The Federal Aviation Administration is assuming management of the air traffic control tower at Mesa Gateway airport.

Mesa was selected as part of a new program to transition high-activity air traffic control towers staffed by contractors to direct FAA oversight and operation.

On May 19, the FAA announced Mesa Gateway Airport and Bozeman Yellowstone International Airport as the first two airports to enter the program. The program is expected to take between two to four years to complete.

Gateway Airport is the busiest contract tower in the United States. With more than 300,000 operations per year, the airspace above Gateway complex deals with a variety of operators from commercial to military, wildland firefighting, cargo and student training.

Midwest ATC is the company contracted to manage air traffic at Gateway airport.
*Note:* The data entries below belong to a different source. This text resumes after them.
//! Session management for PTY-based process automation

mod builder;
mod engine;
mod proc;
mod registry;

pub use builder::SessionBuilder;
pub use proc::{LifecycleState, Signal};
pub use registry::SessionRegistry;

use crate::encoding::Encoding;
use crate::pattern::set::CompiledSet;
use crate::pattern::Pattern;
use crate::result::{Error, MatchResult};
use engine::ExpectEngine;
use proc::{ProcessHandle, SpawnSpec};
use std::sync::atomic::{AtomicBool, AtomicU64, Ordering};
use std::sync::Arc;
use std::time::{Duration, Instant};
use tokio::sync::Mutex;

static NEXT_SESSION_ID: AtomicU64 = AtomicU64::new(1);

pub(crate) struct RuntimeConfig {
    pub(crate) timeout: Option<Duration>,
    pub(crate) buffer_limit: usize,
    pub(crate) encoding: Encoding,
    pub(crate) close_grace_period: Duration,
    pub(crate) poll_interval: Duration,
    pub(crate) strip_ansi: bool,
    pub(crate) line_separator: String,
}

struct SessionInner {
    id: u64,
    created_at: Instant,
    proc: ProcessHandle,
    engine: Mutex<ExpectEngine>,
    /// One expect in flight per session; CAS-guarded, never queued.
    busy: AtomicBool,
    /// Set first by `close` so an in-flight expect resolves promptly.
    closed: AtomicBool,
    config: RuntimeConfig,
}

/// A running process with an attached PTY.
///
/// Provides the expect/send contract: write input, wait for output
/// patterns with bounded timeouts, observe the process lifecycle. The
/// handle is cheaply cloneable; all clones drive the same process, so one
/// task can `close` a session while another is inside `expect` (the
/// expect resolves with [`Error::SessionClosed`]).
///
/// Only one `expect` may be in flight at a time; a concurrent call fails
/// immediately with [`Error::SessionBusy`]. Sending is an independent
/// path and is permitted while an expect is pending.
///
/// # Examples
///
/// ```no_run
/// use uexpect::{Session, Pattern};
/// use std::time::Duration;
///
/// # async fn example() -> Result<(), Box<dyn std::error::Error>> {
/// let session = Session::builder()
///     .timeout(Duration::from_secs(30))
///     .arg("-i")
///     .spawn("python3")?;
///
/// session.expect(Pattern::exact(">>> ")).await?;
/// session.send_line("print('Hello')").await?;
/// let result = session.expect(Pattern::exact(">>> ")).await?;
/// println!("Output: {}", result.before);
/// # Ok(())
/// # }
/// ```
#[derive(Clone)]
pub struct Session {
    inner: Arc<SessionInner>,
}

impl Session {
    /// Create a session builder. The recommended entry point; see
    /// [`SessionBuilder`] for the configuration surface.
    pub fn builder() -> SessionBuilder {
        SessionBuilder::new()
    }

    /// Spawn a whitespace-split command line with default configuration.
    ///
    /// Shorthand for `Session::builder().spawn_command(command)`.
    ///
    /// ```no_run
    /// use uexpect::Session;
    ///
    /// # fn example() -> Result<(), Box<dyn std::error::Error>> {
    /// let session = Session::spawn("cat -u")?;
    /// # Ok(())
    /// # }
    /// ```
    pub fn spawn(command: &str) -> Result<Self, Error> {
        SessionBuilder::new().spawn_command(command)
    }

    pub(crate) fn spawn_with(spec: SpawnSpec, config: RuntimeConfig) -> Result<Self, Error> {
        let (proc, chunks) = ProcessHandle::spawn(spec)?;
        let engine = ExpectEngine::new(
            chunks,
            config.buffer_limit,
            config.strip_ansi,
            config.encoding,
            config.poll_interval,
        );

        let inner = SessionInner {
            id: NEXT_SESSION_ID.fetch_add(1, Ordering::Relaxed),
            created_at: Instant::now(),
            proc,
            engine: Mutex::new(engine),
            busy: AtomicBool::new(false),
            closed: AtomicBool::new(false),
            config,
        };
        Ok(Self {
            inner: Arc::new(inner),
        })
    }

    /// Send raw bytes to the process.
    ///
    /// The payload is written in full and flushed; the call may block
    /// briefly on OS pipe backpressure. Control characters go through
    /// verbatim:
    ///
    /// ```no_run
    /// use uexpect::Session;
    ///
    /// # async fn example() -> Result<(), Box<dyn std::error::Error>> {
    /// # let session = Session::spawn("bash")?;
    /// session.send(&[0x03]).await?;        // Ctrl-C
    /// session.send(b"\x1b[A").await?;      // up arrow
    /// session.send(b"password\r").await?;
    /// # Ok(())
    /// # }
    /// ```
    pub async fn send(&self, data: &[u8]) -> Result<(), Error> {
        if self.inner.closed.load(Ordering::Acquire) {
            return Err(Error::SessionClosed);
        }
        self.inner.proc.write_all(data).await
    }

    /// Send text followed by the configured line separator.
    pub async fn send_line(&self, line: &str) -> Result<(), Error> {
        let mut payload = Vec::with_capacity(line.len() + 1);
        payload.extend_from_slice(line.as_bytes());
        payload.extend_from_slice(self.inner.config.line_separator.as_bytes());
        self.send(&payload).await
    }

    /// Wait for a single pattern using the session's default timeout.
    ///
    /// Resolves with a [`MatchResult`] whose `before` field holds
    /// everything that preceded the match; match and preceding bytes are
    /// consumed, trailing bytes stay for the next call.
    pub async fn expect(&self, pattern: Pattern) -> Result<MatchResult, Error> {
        self.expect_any(std::slice::from_ref(&pattern)).await
    }

    /// Wait for any of the given patterns.
    ///
    /// Priority follows the earliest starting offset in the output; among
    /// equal offsets, declaration order wins. `pattern_index` on the
    /// result tells which pattern resolved.
    ///
    /// ```no_run
    /// use uexpect::{Session, Pattern};
    ///
    /// # async fn example() -> Result<(), Box<dyn std::error::Error>> {
    /// # let session = Session::spawn("some-job")?;
    /// let patterns = [
    ///     Pattern::exact("success"),
    ///     Pattern::exact("error"),
    ///     Pattern::Eof,
    /// ];
    /// let result = session.expect_any(&patterns).await?;
    /// match result.pattern_index {
    ///     0 => println!("Success!"),
    ///     1 => println!("Failed: {}", result.before),
    ///     2 => println!("Process ended"),
    ///     _ => unreachable!(),
    /// }
    /// # Ok(())
    /// # }
    /// ```
    pub async fn expect_any(&self, patterns: &[Pattern]) -> Result<MatchResult, Error> {
        self.expect_any_with_timeout(patterns, self.inner.config.timeout)
            .await
    }

    /// [`expect`](Self::expect) with a per-call timeout override.
    pub async fn expect_with_timeout(
        &self,
        pattern: Pattern,
        timeout: Option<Duration>,
    ) -> Result<MatchResult, Error> {
        self.expect_any_with_timeout(std::slice::from_ref(&pattern), timeout)
            .await
    }

    /// [`expect_any`](Self::expect_any) with a per-call timeout override.
    /// `None` waits indefinitely.
    pub async fn expect_any_with_timeout(
        &self,
        patterns: &[Pattern],
        timeout: Option<Duration>,
    ) -> Result<MatchResult, Error> {
        if self.inner.closed.load(Ordering::Acquire) {
            return Err(Error::SessionClosed);
        }
        let mut set = CompiledSet::compile(patterns)?;

        if self
            .inner
            .busy
            .compare_exchange(false, true, Ordering::AcqRel, Ordering::Acquire)
            .is_err()
        {
            return Err(Error::SessionBusy);
        }
        let _busy = BusyGuard(&self.inner.busy);

        let mut engine = self.inner.engine.lock().await;
        engine
            .run(&mut set, timeout, &self.inner.closed, &self.inner.proc)
            .await
    }

    /// Current lifecycle state. Non-blocking.
    pub fn status(&self) -> LifecycleState {
        if self.inner.closed.load(Ordering::Acquire) {
            return LifecycleState::Closed;
        }
        self.inner.proc.poll()
    }

    /// Whether the process may still produce output.
    pub fn is_alive(&self) -> bool {
        self.status().is_alive()
    }

    /// Deliver a signal to the process.
    pub fn terminate(&self, signal: Signal) -> Result<(), Error> {
        if self.inner.closed.load(Ordering::Acquire) {
            return Err(Error::SessionClosed);
        }
        self.inner.proc.terminate(signal)
    }

    /// Block until the process reaches a terminal state and return it.
    pub async fn wait(&self) -> Result<LifecycleState, Error> {
        loop {
            let state = self.status();
            if state.is_terminal() {
                return Ok(state);
            }
            tokio::time::sleep(self.inner.config.poll_interval).await;
        }
    }

    /// Close the session: shut the input side, give the process the
    /// configured grace period to exit, escalate to a kill, and release
    /// the OS handles.
    ///
    /// Idempotent; closing an already-closed session is a no-op. An
    /// in-flight `expect` on another clone of this handle resolves with
    /// [`Error::SessionClosed`] within one poll quantum.
    pub async fn close(&self) {
        if self.inner.closed.swap(true, Ordering::AcqRel) {
            return;
        }
        self.inner
            .proc
            .close(
                self.inner.config.close_grace_period,
                self.inner.config.poll_interval,
            )
            .await;
    }

    /// Unique id of this session within the process.
    pub fn id(&self) -> u64 {
        self.inner.id
    }

    /// When the session was spawned.
    pub fn created_at(&self) -> Instant {
        self.inner.created_at
    }
}

struct BusyGuard<'a>(&'a AtomicBool);

impl Drop for BusyGuard<'_> {
    fn drop(&mut self) {
        self.0.store(false, Ordering::Release);
    }
}
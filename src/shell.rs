//! Prompt-driven shell sessions
//!
//! A convenience layer over [`Session`] for driving an interactive shell:
//! rewrite the prompt to something unambiguous, run commands one at a
//! time, and collect each command's output and exit code.

use crate::pattern::Pattern;
use crate::result::{Error, MatchResult};
use crate::session::Session;
use std::time::{Duration, Instant};

const DEFAULT_PROGRAM: &str = "/bin/bash";
const DEFAULT_PROMPT: &str = r"[#$] ";
const DEFAULT_NEW_PROMPT: &str = "shell# ";
const DEFAULT_TIMEOUT_SECS: u64 = 10;

/// Output of one shell command.
#[derive(Debug, Clone)]
pub struct CommandOutput {
    /// Everything the command printed, trimmed, with carriage returns
    /// removed.
    pub output: String,
    /// The command's exit code, when the shell supports querying it.
    pub exit_code: Option<i32>,
}

/// Configures and opens a [`Shell`].
///
/// Defaults target bash: `/bin/bash --noediting`, prompt `[#$] `, prompt
/// rewritten to `shell# ` via `export PS1`, exit codes via `echo $?`.
#[derive(Debug, Clone)]
pub struct ShellBuilder {
    program: String,
    args: Vec<String>,
    prompt: String,
    new_prompt: Option<String>,
    change_prompt: String,
    exit_command: Option<String>,
    timeout: Duration,
}

impl Default for ShellBuilder {
    fn default() -> Self {
        Self {
            program: DEFAULT_PROGRAM.to_string(),
            args: vec!["--noediting".to_string()],
            prompt: DEFAULT_PROMPT.to_string(),
            new_prompt: Some(DEFAULT_NEW_PROMPT.to_string()),
            change_prompt: "export PS1=\"{}\"".to_string(),
            exit_command: Some("echo $?".to_string()),
            timeout: Duration::from_secs(DEFAULT_TIMEOUT_SECS),
        }
    }
}

impl ShellBuilder {
    /// The shell to launch and its arguments.
    pub fn command<I, S>(mut self, program: impl Into<String>, args: I) -> Self
    where
        I: IntoIterator<Item = S>,
        S: Into<String>,
    {
        self.program = program.into();
        self.args = args.into_iter().map(Into::into).collect();
        self
    }

    /// Regex matching the shell's initial prompt.
    pub fn prompt(mut self, prompt: impl Into<String>) -> Self {
        self.prompt = prompt.into();
        self
    }

    /// Prompt to install on open (matched literally afterwards), or `None`
    /// to keep the shell's own prompt.
    pub fn new_prompt(mut self, prompt: Option<String>) -> Self {
        self.new_prompt = prompt;
        self
    }

    /// Command template used to install the new prompt; `{}` is replaced
    /// with the prompt text.
    pub fn change_prompt(mut self, template: impl Into<String>) -> Self {
        self.change_prompt = template.into();
        self
    }

    /// Command printing the last exit code, or `None` if the shell has no
    /// such facility (exit codes then come back as `None`).
    pub fn exit_command(mut self, command: Option<String>) -> Self {
        self.exit_command = command;
        self
    }

    /// Per-step timeout: prompt waits and time-to-next-output-line.
    pub fn timeout(mut self, timeout: Duration) -> Self {
        self.timeout = timeout;
        self
    }

    /// Launch the shell and synchronize on its prompt.
    pub async fn spawn(self) -> Result<Shell, Error> {
        let session = Session::builder()
            .timeout(self.timeout)
            .line_separator("\r")
            .args(self.args.clone())
            .spawn(self.program.clone())?;

        let mut prompt = Pattern::regex(&self.prompt)?;

        if let Some(new_prompt) = &self.new_prompt {
            session.expect(prompt).await?;

            let command = self.change_prompt.replace("{}", new_prompt);
            session.send_line(&command).await?;
            // swallow the echo of the export itself, which contains the
            // new prompt text
            session.expect(Pattern::exact(command)).await?;
            session.expect(Pattern::exact("\n")).await?;

            prompt = Pattern::exact(new_prompt.clone());
        }

        Ok(Shell {
            session,
            prompt,
            exit_command: self.exit_command,
            timeout: self.timeout,
        })
    }
}

/// An interactive shell driven through the expect/send contract.
///
/// # Examples
///
/// ```no_run
/// use uexpect::Shell;
///
/// # async fn example() -> Result<(), Box<dyn std::error::Error>> {
/// let shell = Shell::builder().spawn().await?;
///
/// let result = shell.run("uname -s").await?;
/// assert_eq!(result.exit_code, Some(0));
/// println!("{}", result.output);
///
/// shell.close().await;
/// # Ok(())
/// # }
/// ```
pub struct Shell {
    session: Session,
    prompt: Pattern,
    exit_command: Option<String>,
    timeout: Duration,
}

impl Shell {
    /// Builder with bash defaults.
    pub fn builder() -> ShellBuilder {
        ShellBuilder::default()
    }

    /// Run one command and collect its output and exit code.
    pub async fn run(&self, command: &str) -> Result<CommandOutput, Error> {
        self.run_with(command, self.timeout, None).await
    }

    /// [`run`](Self::run) with an explicit per-line timeout and an
    /// optional bound on the whole command.
    pub async fn run_with(
        &self,
        command: &str,
        timeout: Duration,
        total: Option<Duration>,
    ) -> Result<CommandOutput, Error> {
        self.await_prompt(timeout).await?;

        // send and swallow the echo so it is not mistaken for output
        self.session.send(command.as_bytes()).await?;
        self.session
            .expect_with_timeout(Pattern::exact(command.to_string()), Some(timeout))
            .await?;
        self.session.send(b"\r").await?;
        self.session
            .expect_with_timeout(Pattern::exact("\n"), Some(timeout))
            .await?;

        let started = Instant::now();
        let mut output = String::new();

        // collect line by line until the prompt returns; `timeout` bounds
        // each line, `total` bounds the whole command
        loop {
            if let Some(total) = total {
                if started.elapsed() >= total {
                    return Err(Error::Timeout {
                        duration: total,
                        before: output,
                    });
                }
            }

            let result = self
                .session
                .expect_any_with_timeout(
                    &[self.prompt.clone(), Pattern::exact("\n")],
                    Some(timeout),
                )
                .await?;

            output.push_str(&result.before);
            if result.pattern_index == 0 {
                break;
            }
            output.push_str(&result.matched);
        }

        let output = output.trim_end().replace('\r', "");
        let exit_code = self.query_exit_code().await?;

        // refresh the prompt for the next command
        self.session.send(b"\r").await?;
        self.session.expect(Pattern::exact("\n")).await?;

        Ok(CommandOutput { output, exit_code })
    }

    /// Direct access to the underlying session.
    pub fn session(&self) -> &Session {
        &self.session
    }

    /// Close the underlying session.
    pub async fn close(self) {
        self.session.close().await;
    }

    /// Wait for the prompt, then drain any stale prompts queued by
    /// earlier blank lines.
    async fn await_prompt(&self, timeout: Duration) -> Result<(), Error> {
        self.session
            .expect_with_timeout(self.prompt.clone(), Some(timeout))
            .await?;

        let drain = [self.prompt.clone(), Pattern::Timeout];
        loop {
            let result: MatchResult = self
                .session
                .expect_any_with_timeout(&drain, Some(Duration::from_millis(1)))
                .await?;
            if result.pattern_index == 1 {
                return Ok(());
            }
        }
    }

    async fn query_exit_code(&self) -> Result<Option<i32>, Error> {
        let Some(command) = &self.exit_command else {
            return Ok(None);
        };

        self.session.send(command.as_bytes()).await?;
        self.session
            .expect(Pattern::exact(command.clone()))
            .await?;
        self.session.send(b"\r").await?;
        self.session.expect(Pattern::exact("\n")).await?;

        let result = self.session.expect(self.prompt.clone()).await?;
        Ok(result.before.trim().replace('\r', "").parse().ok())
    }
}

#[cfg(test)]
mod tests {
    use super::*;

    #[test]
    fn builder_defaults_target_bash() {
        let builder = ShellBuilder::default();
        assert_eq!(builder.program, "/bin/bash");
        assert_eq!(builder.args, vec!["--noediting".to_string()]);
        assert!(builder.exit_command.is_some());
    }

    #[test]
    fn change_prompt_template_substitutes() {
        let builder = ShellBuilder::default();
        let command = builder.change_prompt.replace("{}", "shell# ");
        assert_eq!(command, "export PS1=\"shell# \"");
    }
}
According to the FAA, contract towers represent 51% of air traffic control towers in the United States.

Ryan Smith, a spokesperson for Gateway Airport, says this is the first time ever the FAA has made this transition.

“We're trendsetters here,” Smith said. “This is something that we helped create, and we're going to go forward and hopefully figure it out and make it a successful program.”

Smith said this has been an ongoing effort by Gateway Airport for 15 years. The airport identified a need to upgrade its airspace to handle demand, but federal law made it difficult to make the necessary changes.

“They created a mechanism to take an FAA tower and make it a contract tower, but there was never a legal mechanism to take it from a [contract] control tower back into an FAA tower,” Smith said.

The airport lobbied for Congress to change the law.

Its plan was to build a new air traffic control tower, and then have the FAA take over and run it, Smith said.

When the 2018 FAA reauthorization bill passed, it allowed Gateway to construct a new $30 million FAA-complaint tower — funded by the federal government — which opened in 2023.

After the tower was complete, the airport continued to lobby for change. The 2024 FAA reauthorization bill created a program to allow airports to transition to FAA oversight.

Smith said part of the motivation for the change was to bring more staffing consistency.

Nationwide, the FAA is dealing with pilot and air traffic controller shortages. Smith said the FAA would “poach” Gateway’s controllers to fill vacancies in FAA-managed towers.

“Obviously the FAA wouldn't poach from themselves,” Smith said.

And now that the federal agency will oversee Mesa Gateway’s tower, “They would keep our staffing numbers the same,” Smith said.

Contract controllers are held to the same training requirements and mandatory retirement age of 56 as FAA controllers.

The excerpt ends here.